(Saved data entries)
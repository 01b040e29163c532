// This Source Code Form is subject to the terms of the Mozilla Public
// License, v. 2.0. If a copy of the MPL was not distributed with this
// file, You can obtain one at https://mozilla.org/MPL/2.0/.

//! Reference resolution over a partially-fetched object graph
//!
//! Objects point at each other through `referencedId` fields at any depth.
//! The resolver repeatedly scans the working set, fetches every referenced
//! id that is not present yet, and appends what it gets back. Passes are
//! capped, so cyclic or unresolvable chains terminate without cycle
//! detection.

use futures_util::stream::{self, StreamExt};
use log::{debug, warn};
use rustc_hash::FxHashSet;
use serde_json::Value;
use speckle_lite_model::fields::{MAX_RESOLVE_ITERATIONS, REFERENCED_ID};
use speckle_lite_model::{
    ObjectFetcher, ResolutionOutcome, ResolutionReport, Result, SpeckleObject,
};

/// Default number of fetches in flight per pass
pub const DEFAULT_CONCURRENCY: usize = 16;

/// Iterative `referencedId` resolver
#[derive(Clone, Debug)]
pub struct ReferenceResolver {
    /// Maximum number of scan/fetch passes
    pub max_iterations: usize,
    /// Maximum number of concurrent fetches within a pass
    pub concurrency: usize,
}

impl ReferenceResolver {
    /// Create a resolver with the default pass cap and concurrency
    pub fn new() -> Self {
        Self {
            max_iterations: MAX_RESOLVE_ITERATIONS,
            concurrency: DEFAULT_CONCURRENCY,
        }
    }

    /// Set the pass cap
    pub fn with_max_iterations(mut self, max_iterations: usize) -> Self {
        self.max_iterations = max_iterations;
        self
    }

    /// Set the per-pass fetch concurrency (at least 1)
    pub fn with_concurrency(mut self, concurrency: usize) -> Self {
        self.concurrency = concurrency.max(1);
        self
    }

    /// Complete `objects` in place by fetching referenced-but-missing ids
    ///
    /// Fetch failures are logged and the id is dropped for that pass; it is
    /// attempted again on a later pass while it is still referenced. The
    /// returned report describes how resolution stopped.
    pub async fn resolve(
        &self,
        objects: &mut Vec<SpeckleObject>,
        fetcher: &dyn ObjectFetcher,
    ) -> ResolutionReport {
        let mut report = ResolutionReport::new();
        let mut failed: FxHashSet<String> = FxHashSet::default();

        for pass in 1..=self.max_iterations {
            report.passes = pass;

            let missing = missing_references(objects);
            if missing.is_empty() {
                debug!("Resolver pass {}: all references resolved", pass);
                report.outcome = ResolutionOutcome::Resolved;
                return report;
            }
            debug!("Resolver pass {}: fetching {} missing objects", pass, missing.len());

            for (id, result) in self.fetch_batch(missing, fetcher).await {
                let error = match result {
                    Ok(object) if object.id() == Some(id.as_str()) => {
                        report.fetched.push(id);
                        objects.push(object);
                        continue;
                    }
                    Ok(object) => format!(
                        "store returned object with id {:?}",
                        object.id().unwrap_or("<none>")
                    ),
                    Err(e) => e.to_string(),
                };
                // Mismatched objects are dropped so ids stay unique in the set
                warn!("Failed to fetch referenced object {}: {}", id, error);
                if failed.insert(id.clone()) {
                    report.failed.push(id);
                }
            }
        }

        report.outcome = ResolutionOutcome::Exhausted;
        report.unresolved = missing_references(objects);
        if !report.unresolved.is_empty() {
            warn!(
                "Reference resolution stopped after {} passes with {} unresolved references",
                report.passes,
                report.unresolved.len()
            );
        }
        report
    }

    /// Fetch every id, settling all of them before returning
    ///
    /// Results keep the order of `ids` regardless of completion order.
    async fn fetch_batch(
        &self,
        ids: Vec<String>,
        fetcher: &dyn ObjectFetcher,
    ) -> Vec<(String, Result<SpeckleObject>)> {
        stream::iter(ids)
            .map(|id| async move {
                let result = fetcher.fetch(&id).await;
                (id, result)
            })
            .buffered(self.concurrency.max(1))
            .collect()
            .await
    }
}

impl Default for ReferenceResolver {
    fn default() -> Self {
        Self::new()
    }
}

/// Every `referencedId` string found at any depth, in discovery order
///
/// Each id appears once.
pub fn referenced_ids(objects: &[SpeckleObject]) -> Vec<String> {
    let mut seen: FxHashSet<&str> = FxHashSet::default();
    let mut found = Vec::new();

    for object in objects {
        // Explicit stack: nesting depth is unbounded
        let mut stack: Vec<&Value> = object.as_map().values().rev().collect();
        visit_map_refs(object.as_map(), &mut seen, &mut found);

        while let Some(value) = stack.pop() {
            match value {
                Value::Object(map) => {
                    visit_map_refs(map, &mut seen, &mut found);
                    stack.extend(map.values().rev());
                }
                Value::Array(items) => stack.extend(items.iter().rev()),
                _ => {}
            }
        }
    }

    found.into_iter().map(str::to_string).collect()
}

/// Referenced ids with no matching object `id` in the set
pub fn missing_references(objects: &[SpeckleObject]) -> Vec<String> {
    let present: FxHashSet<&str> = objects.iter().filter_map(SpeckleObject::id).collect();
    referenced_ids(objects)
        .into_iter()
        .filter(|id| !present.contains(id.as_str()))
        .collect()
}

fn visit_map_refs<'a>(
    map: &'a serde_json::Map<String, Value>,
    seen: &mut FxHashSet<&'a str>,
    found: &mut Vec<&'a str>,
) {
    if let Some(Value::String(id)) = map.get(REFERENCED_ID) {
        if seen.insert(id.as_str()) {
            found.push(id.as_str());
        }
    }
}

> _Your objective_:
Every record must be transcribed exactly, with no line skipped.

> _Answer space_:
repository 01b040e29163c532
// This Source Code Form is subject to the terms of the Mozilla Public
// License, v. 2.0. If a copy of the MPL was not distributed with this
// file, You can obtain one at https://mozilla.org/MPL/2.0/.

//! Reference resolution over a partially-fetched object graph
//!
//! Objects point at each other through `referencedId` fields at any depth.
//! The resolver repeatedly scans the working set, fetches every referenced
//! id that is not present yet, and appends what it gets back. Passes are
//! capped, so cyclic or unresolvable chains terminate without cycle
//! detection.

use futures_util::stream::{self, StreamExt};
use log::{debug, warn};
use rustc_hash::FxHashSet;
use serde_json::Value;
use speckle_lite_model::fields::{MAX_RESOLVE_ITERATIONS, REFERENCED_ID};
use speckle_lite_model::{
    ObjectFetcher, ResolutionOutcome, ResolutionReport, Result, SpeckleObject,
};

/// Default number of fetches in flight per pass
pub const DEFAULT_CONCURRENCY: usize = 16;

/// Iterative `referencedId` resolver
#[derive(Clone, Debug)]
pub struct ReferenceResolver {
    /// Maximum number of scan/fetch passes
    pub max_iterations: usize,
    /// Maximum number of concurrent fetches within a pass
    pub concurrency: usize,
}

impl ReferenceResolver {
    /// Create a resolver with the default pass cap and concurrency
    pub fn new() -> Self {
        Self {
            max_iterations: MAX_RESOLVE_ITERATIONS,
            concurrency: DEFAULT_CONCURRENCY,
        }
    }

    /// Set the pass cap
    pub fn with_max_iterations(mut self, max_iterations: usize) -> Self {
        self.max_iterations = max_iterations;
        self
    }

    /// Set the per-pass fetch concurrency (at least 1)
    pub fn with_concurrency(mut self, concurrency: usize) -> Self {
        self.concurrency = concurrency.max(1);
        self
    }

    /// Complete `objects` in place by fetching referenced-but-missing ids
    ///
    /// Fetch failures are logged and the id is dropped for that pass; it is
    /// attempted again on a later pass while it is still referenced. The
    /// returned report describes how resolution stopped.
    pub async fn resolve(
        &self,
        objects: &mut Vec<SpeckleObject>,
        fetcher: &dyn ObjectFetcher,
    ) -> ResolutionReport {
        let mut report = ResolutionReport::new();
        let mut failed: FxHashSet<String> = FxHashSet::default();

        for pass in 1..=self.max_iterations {
            report.passes = pass;

            let missing = missing_references(objects);
            if missing.is_empty() {
                debug!("Resolver pass {}: all references resolved", pass);
                report.outcome = ResolutionOutcome::Resolved;
                return report;
            }
            debug!("Resolver pass {}: fetching {} missing objects", pass, missing.len());

            for (id, result) in self.fetch_batch(missing, fetcher).await {
                let error = match result {
                    Ok(object) if object.id() == Some(id.as_str()) => {
                        report.fetched.push(id);
                        objects.push(object);
                        continue;
                    }
                    Ok(object) => format!(
                        "store returned object with id {:?}",
                        object.id().unwrap_or("<none>")
                    ),
                    Err(e) => e.to_string(),
                };
                // Mismatched objects are dropped so ids stay unique in the set
                warn!("Failed to fetch referenced object {}: {}", id, error);
                if failed.insert(id.clone()) {
                    report.failed.push(id);
                }
            }
        }

        report.outcome = ResolutionOutcome::Exhausted;
        report.unresolved = missing_references(objects);
        if !report.unresolved.is_empty() {
            warn!(
                "Reference resolution stopped after {} passes with {} unresolved references",
                report.passes,
                report.unresolved.len()
            );
        }
        report
    }

    /// Fetch every id, settling all of them before returning
    ///
    /// Results keep the order of `ids` regardless of completion order.
    async fn fetch_batch(
        &self,
        ids: Vec<String>,
        fetcher: &dyn ObjectFetcher,
    ) -> Vec<(String, Result<SpeckleObject>)> {
        stream::iter(ids)
            .map(|id| async move {
                let result = fetcher.fetch(&id).await;
                (id, result)
            })
            .buffered(self.concurrency.max(1))
            .collect()
            .await
    }
}

impl Default for ReferenceResolver {
    fn default() -> Self {
        Self::new()
    }
}

/// Every `referencedId` string found at any depth, in discovery order
///
/// Each id appears once.
pub fn referenced_ids(objects: &[SpeckleObject]) -> Vec<String> {
    let mut seen: FxHashSet<&str> = FxHashSet::default();
    let mut found = Vec::new();

    for object in objects {
        // Explicit stack: nesting depth is unbounded
        let mut stack: Vec<&Value> = object.as_map().values().rev().collect();
        visit_map_refs(object.as_map(), &mut seen, &mut found);

        while let Some(value) = stack.pop() {
            match value {
                Value::Object(map) => {
                    visit_map_refs(map, &mut seen, &mut found);
                    stack.extend(map.values().rev());
                }
                Value::Array(items) => stack.extend(items.iter().rev()),
                _ => {}
            }
        }
    }

    found.into_iter().map(str::to_string).collect()
}

/// Referenced ids with no matching object `id` in the set
pub fn missing_references(objects: &[SpeckleObject]) -> Vec<String> {
    let present: FxHashSet<&str> = objects.iter().filter_map(SpeckleObject::id).collect();
    referenced_ids(objects)
        .into_iter()
        .filter(|id| !present.contains(id.as_str()))
        .collect()
}

fn visit_map_refs<'a>(
    map: &'a serde_json::Map<String, Value>,
    seen: &mut FxHashSet<&'a str>,
    found: &mut Vec<&'a str>,
) {
    if let Some(Value::String(id)) = map.get(REFERENCED_ID) {
        if seen.insert(id.as_str()) {
            found.push(id.as_str());
        }
    }
}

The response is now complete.